Understanding the Problem
From a practical perspective, the first thing
you need to do before designing an algorithm is to understand completely the
problem given. Read the problem’s description carefully and ask questions if
you have any doubts about the problem, do a few small examples by hand, think
about special cases, and ask questions again if needed.
There are a few types of problems that arise in
computing applications quite often. We review them in the next section. If the
problem in question is one of them, you might be able to use a known algorithm
for solving it. Of course, it helps to understand how such an algorithm works
and to know its strengths and weaknesses, especially if you have to choose
among several available algorithms. But often you will not find a readily
available algorithm and will have to design your own. The sequence of steps
outlined in this section should help you in this exciting but not always easy
task.
An input to an algorithm specifies an instance
of the problem the algorithm solves. It is very important to specify exactly
the set of instances the algorithm needs to handle. (As an example, recall the
variations in the set of instances for the three greatest common divisor
algorithms discussed in the previous section.) If you fail to do this, your
algorithm may work correctly for a majority of inputs but crash on some
“boundary” value. Remember that a correct algorithm is not one that works most
of the time, but one that works correctly for all legitimate inputs.
Do not skimp on this first step of the
algorithmic problem-solving process; otherwise, you will run the risk of
unnecessary rework.
Ascertaining the Capabilities
of the Computational Device
Once you completely understand a problem, you
need to ascertain the capabilities of the computational device the algorithm is
intended for. The vast majority of
algorithms in use today are still destined to
be programmed for a computer closely resembling the von Neumann machine—a
computer architecture outlined by the prominent Hungarian-American
mathematician John von Neumann (1903– 1957), in collaboration with A. Burks and
H. Goldstine, in 1946. The essence of this architecture is captured by the
so-called random-access machine (RAM). Its central assumption is that
instructions are executed one after another, one operation at a time.

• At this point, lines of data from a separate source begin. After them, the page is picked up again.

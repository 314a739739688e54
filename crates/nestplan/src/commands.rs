//! Subcommand handlers
//!
//! Each handler loads what it needs from the data directory, runs the
//! planner and returns the rendered report.

use color_eyre::eyre::{Result, WrapErr, eyre};
use nestplan_core::{
    analyze_dreams, config::PlannerConfig, model::WithdrawalTarget, plan_for_holdings, plan_many,
    portfolio_series, portfolio_summary,
};

use crate::cli::Command;
use crate::data::{
    convert::{PlanSnapshot, to_snapshot},
    plan_data::PlanBook,
    storage::DataDirectory,
};
use crate::report::{self, DreamReport, GoalReport, SummaryReport};

/// Everything a command needs besides its own arguments
#[derive(Debug, Clone)]
pub struct Session {
    pub dir: DataDirectory,
    /// Plan name override; `None` uses the active plan
    pub plan: Option<String>,
    pub json: bool,
    pub current_year: i16,
}

pub fn run(command: &Command, session: &Session) -> Result<String> {
    match command {
        Command::Init { force } => init(session, *force),
        Command::Summary { years, series } => summary(session, *years, *series),
        Command::Withdraw { amount, years } => withdraw(session, *amount, *years),
        Command::Goals => goals(session),
        Command::Dream { name } => dream(session, name.as_deref()),
    }
}

fn init(session: &Session, force: bool) -> Result<String> {
    session
        .dir
        .init(&PlanBook::sample(session.current_year), force)?;
    Ok(format!(
        "Initialized {}\nEdit {} to describe your holdings.\n",
        session.dir.root().display(),
        session.dir.plans_path().display()
    ))
}

/// Load settings and the selected plan, resolved to planner input
fn load(session: &Session) -> Result<(PlanSnapshot, PlannerConfig)> {
    let config = session.dir.load_settings()?;
    let book = session.dir.load_book()?;

    let plan = book.select(session.plan.as_deref()).ok_or_else(|| {
        match session.plan.as_deref().or(book.active_plan.as_deref()) {
            Some(wanted) => eyre!(
                "Plan '{}' not found (available: {})",
                wanted,
                book.plan_names().join(", ")
            ),
            None => eyre!("No plans in {}", session.dir.plans_path().display()),
        }
    })?;

    let snapshot = to_snapshot(plan, &config)
        .wrap_err_with(|| format!("Plan '{}' is invalid", plan.name))?;
    tracing::info!(
        plan = %snapshot.name,
        holdings = snapshot.holdings.len(),
        "plan loaded"
    );
    Ok((snapshot, config))
}

fn summary(session: &Session, years: u32, with_series: bool) -> Result<String> {
    let (snapshot, config) = load(session)?;
    let summary = portfolio_summary(&snapshot.holdings, years, &config);
    let series = with_series.then(|| portfolio_series(&snapshot.holdings, years, &config));

    if session.json {
        let report = SummaryReport {
            summary: &summary,
            series: series.as_deref(),
        };
        return Ok(serde_json::to_string_pretty(&report)?);
    }
    let mut out = String::new();
    report::render_summary(&mut out, &snapshot, &summary)?;
    if let Some(series) = &series {
        out.push('\n');
        report::render_series(&mut out, series)?;
    }
    Ok(out)
}

fn withdraw(session: &Session, amount: f64, years: u32) -> Result<String> {
    let target = WithdrawalTarget::new(amount, years);
    target.validate()?;

    let (snapshot, config) = load(session)?;
    let plan = plan_for_holdings(&target, &snapshot.holdings, &config);
    tracing::info!(
        amount,
        years,
        feasible = plan.feasible,
        "withdrawal planned"
    );

    if session.json {
        return Ok(serde_json::to_string_pretty(&plan)?);
    }
    let mut out = String::new();
    report::render_withdrawal(&mut out, &snapshot.name, &target, &plan)?;
    Ok(out)
}

fn goals(session: &Session) -> Result<String> {
    let (snapshot, config) = load(session)?;
    let plans = plan_many(&snapshot.targets(), &snapshot.holdings, &config);

    let reports: Vec<GoalReport<'_>> = snapshot
        .withdrawals
        .iter()
        .zip(&plans)
        .map(|(goal, plan)| GoalReport {
            name: &goal.name,
            target: goal.target,
            plan,
        })
        .collect();

    if session.json {
        return Ok(serde_json::to_string_pretty(&reports)?);
    }
    if reports.is_empty() {
        return Ok(format!("Plan '{}' has no withdrawal goals.\n", snapshot.name));
    }
    let mut out = String::new();
    for goal in &reports {
        report::render_withdrawal(&mut out, goal.name, &goal.target, goal.plan)?;
        out.push('\n');
    }
    Ok(out)
}

fn dream(session: &Session, name: Option<&str>) -> Result<String> {
    let (snapshot, config) = load(session)?;

    let dreams: Vec<_> = match name {
        Some(wanted) => {
            let found: Vec<_> = snapshot
                .dreams
                .iter()
                .filter(|d| d.name == wanted)
                .cloned()
                .collect();
            if found.is_empty() {
                return Err(eyre!("Dream '{}' not found in plan '{}'", wanted, snapshot.name));
            }
            found
        }
        None => snapshot.dreams.clone(),
    };

    let results = analyze_dreams(&dreams, &snapshot.holdings, session.current_year, &config)?;

    if session.json {
        let reports: Vec<DreamReport<'_>> = dreams
            .iter()
            .zip(&results)
            .map(|(dream, result)| DreamReport {
                name: &dream.name,
                target_year: dream.target_year,
                result,
            })
            .collect();
        return Ok(serde_json::to_string_pretty(&reports)?);
    }
    if results.is_empty() {
        return Ok(format!("Plan '{}' has no dreams.\n", snapshot.name));
    }
    let mut out = String::new();
    for (dream, result) in dreams.iter().zip(&results) {
        report::render_dream(
            &mut out,
            &dream.name,
            dream.target_year,
            dream.funding_sources.len(),
            result,
        )?;
    }
    Ok(out)
}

Accordingly, algorithms designed to be executed on such machines are called sequential
algorithms.
The central assumption of the RAM model does
not hold for some newer computers that can execute operations concurrently,
i.e., in parallel. Algorithms that take advantage of this capability are called
parallel
algorithms. Still, studying the classic techniques for design and
analysis of algorithms under the RAM model remains the cornerstone of
algorithmics for the foreseeable future.
Should you worry about the speed and amount of
memory of a computer at your disposal? If you are designing an algorithm as a
scientific exercise, the answer is a qualified no. As you will see in Section
2.1, most computer scientists prefer to study algorithms in terms independent
of specification parameters for a particular computer. If you are designing an
algorithm as a practical tool, the answer may depend on a problem you need to
solve. Even the “slow” computers of today are almost unimaginably fast.
Consequently, in many situations you need not worry about a computer being too
slow for the task. There are important problems, however, that are very complex
by their nature, or have to process huge volumes of data, or deal with
applications where the time is critical. In such situations, it is imperative
to be aware of the speed and memory available on a particular computer system.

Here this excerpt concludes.